What needs to be done »
The data must be copied over exactly and in full.

Collected data »
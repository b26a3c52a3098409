use serde::Serialize;

use crate::course::ContentBlock;

use super::{opt_list, text};

const ICONS: &[&str] = &["database", "layers", "box", "network"];
const TONES: &[&str] = &["blue", "green", "orange", "purple"];

#[derive(Debug, Clone, Serialize, PartialEq)]
pub struct TypeCard {
    pub icon: &'static str,
    pub tone: &'static str,
    pub acronym: String,
    pub titulo: String,
    pub characteristics: Vec<String>,
}

#[derive(Debug, Clone, Serialize, PartialEq)]
pub struct DatabaseTypesView {
    pub badge: &'static str,
    pub titulo: String,
    pub subtitulo: String,
    pub cards: Vec<TypeCard>,
    pub checklist: Vec<String>,
}

/// Cards come only from `columnas`; there is no built-in catalogue.
pub fn resolve(block: &ContentBlock) -> DatabaseTypesView {
    let cards = block
        .columnas
        .iter()
        .flatten()
        .enumerate()
        .map(|(i, col)| {
            let mut bullets = opt_list(col.bullets.as_deref()).into_iter();
            TypeCard {
                icon: ICONS.get(i).copied().unwrap_or(ICONS[0]),
                tone: TONES.get(i).copied().unwrap_or(TONES[0]),
                acronym: bullets.next().unwrap_or_default(),
                titulo: col.titulo.clone().unwrap_or_default(),
                characteristics: bullets.collect(),
            }
        })
        .collect();

    DatabaseTypesView {
        badge: "Bloque 5 · Tipos de Bases de Datos",
        titulo: text(block.titulo.as_deref(), "Tipos de bases de datos"),
        subtitulo: text(
            block.subtitulo.as_deref(),
            "Existen diferentes tipos de bases de datos, cada una diseñada para resolver problemas específicos.",
        ),
        cards,
        checklist: opt_list(block.checklist.as_deref()),
    }
}

#[cfg(test)]
mod tests {
    use super::resolve;
    use crate::course::types::BlockColumn;
    use crate::course::{BlockKind, ContentBlock};

    #[test]
    fn no_columns_means_no_cards() {
        let view = resolve(&ContentBlock::of_kind(BlockKind::DatabaseTypes));
        assert!(view.cards.is_empty());
        assert!(view.checklist.is_empty());
        assert_eq!(view.titulo, "Tipos de bases de datos");
    }

    #[test]
    fn first_bullet_is_acronym() {
        let mut block = ContentBlock::of_kind(BlockKind::DatabaseTypes);
        let col = BlockColumn {
            titulo: Some("Relacionales".to_string()),
            texto: None,
            bullets: Some(vec!["SQL".to_string(), "Tablas".to_string(), "ACID".to_string()]),
        };
        block.columnas = Some(vec![col.clone(), col.clone(), col.clone(), col.clone(), col]);
        let view = resolve(&block);
        assert_eq!(view.cards[0].acronym, "SQL");
        assert_eq!(view.cards[0].characteristics, vec!["Tablas".to_string(), "ACID".to_string()]);
        assert_eq!(view.cards[3].icon, "network");
        assert_eq!(view.cards[4].icon, "database");
        assert_eq!(view.cards[4].tone, "blue");
    }
}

Answer to this problem »
repository b26a3c52a3098409
use serde::Serialize;

use crate::course::ContentBlock;

use super::{opt_list, text};

const ICONS: &[&str] = &["database", "layers", "box", "network"];
const TONES: &[&str] = &["blue", "green", "orange", "purple"];

#[derive(Debug, Clone, Serialize, PartialEq)]
pub struct TypeCard {
    pub icon: &'static str,
    pub tone: &'static str,
    pub acronym: String,
    pub titulo: String,
    pub characteristics: Vec<String>,
}

#[derive(Debug, Clone, Serialize, PartialEq)]
pub struct DatabaseTypesView {
    pub badge: &'static str,
    pub titulo: String,
    pub subtitulo: String,
    pub cards: Vec<TypeCard>,
    pub checklist: Vec<String>,
}

/// Cards come only from `columnas`; there is no built-in catalogue.
pub fn resolve(block: &ContentBlock) -> DatabaseTypesView {
    let cards = block
        .columnas
        .iter()
        .flatten()
        .enumerate()
        .map(|(i, col)| {
            let mut bullets = opt_list(col.bullets.as_deref()).into_iter();
            TypeCard {
                icon: ICONS.get(i).copied().unwrap_or(ICONS[0]),
                tone: TONES.get(i).copied().unwrap_or(TONES[0]),
                acronym: bullets.next().unwrap_or_default(),
                titulo: col.titulo.clone().unwrap_or_default(),
                characteristics: bullets.collect(),
            }
        })
        .collect();

    DatabaseTypesView {
        badge: "Bloque 5 · Tipos de Bases de Datos",
        titulo: text(block.titulo.as_deref(), "Tipos de bases de datos"),
        subtitulo: text(
            block.subtitulo.as_deref(),
            "Existen diferentes tipos de bases de datos, cada una diseñada para resolver problemas específicos.",
        ),
        cards,
        checklist: opt_list(block.checklist.as_deref()),
    }
}

#[cfg(test)]
mod tests {
    use super::resolve;
    use crate::course::types::BlockColumn;
    use crate::course::{BlockKind, ContentBlock};

    #[test]
    fn no_columns_means_no_cards() {
        let view = resolve(&ContentBlock::of_kind(BlockKind::DatabaseTypes));
        assert!(view.cards.is_empty());
        assert!(view.checklist.is_empty());
        assert_eq!(view.titulo, "Tipos de bases de datos");
    }

    #[test]
    fn first_bullet_is_acronym() {
        let mut block = ContentBlock::of_kind(BlockKind::DatabaseTypes);
        let col = BlockColumn {
            titulo: Some("Relacionales".to_string()),
            texto: None,
            bullets: Some(vec!["SQL".to_string(), "Tablas".to_string(), "ACID".to_string()]),
        };
        block.columnas = Some(vec![col.clone(), col.clone(), col.clone(), col.clone(), col]);
        let view = resolve(&block);
        assert_eq!(view.cards[0].acronym, "SQL");
        assert_eq!(view.cards[0].characteristics, vec!["Tablas".to_string(), "ACID".to_string()]);
        assert_eq!(view.cards[3].icon, "network");
        assert_eq!(view.cards[4].icon, "database");
        assert_eq!(view.cards[4].tone, "blue");
    }
}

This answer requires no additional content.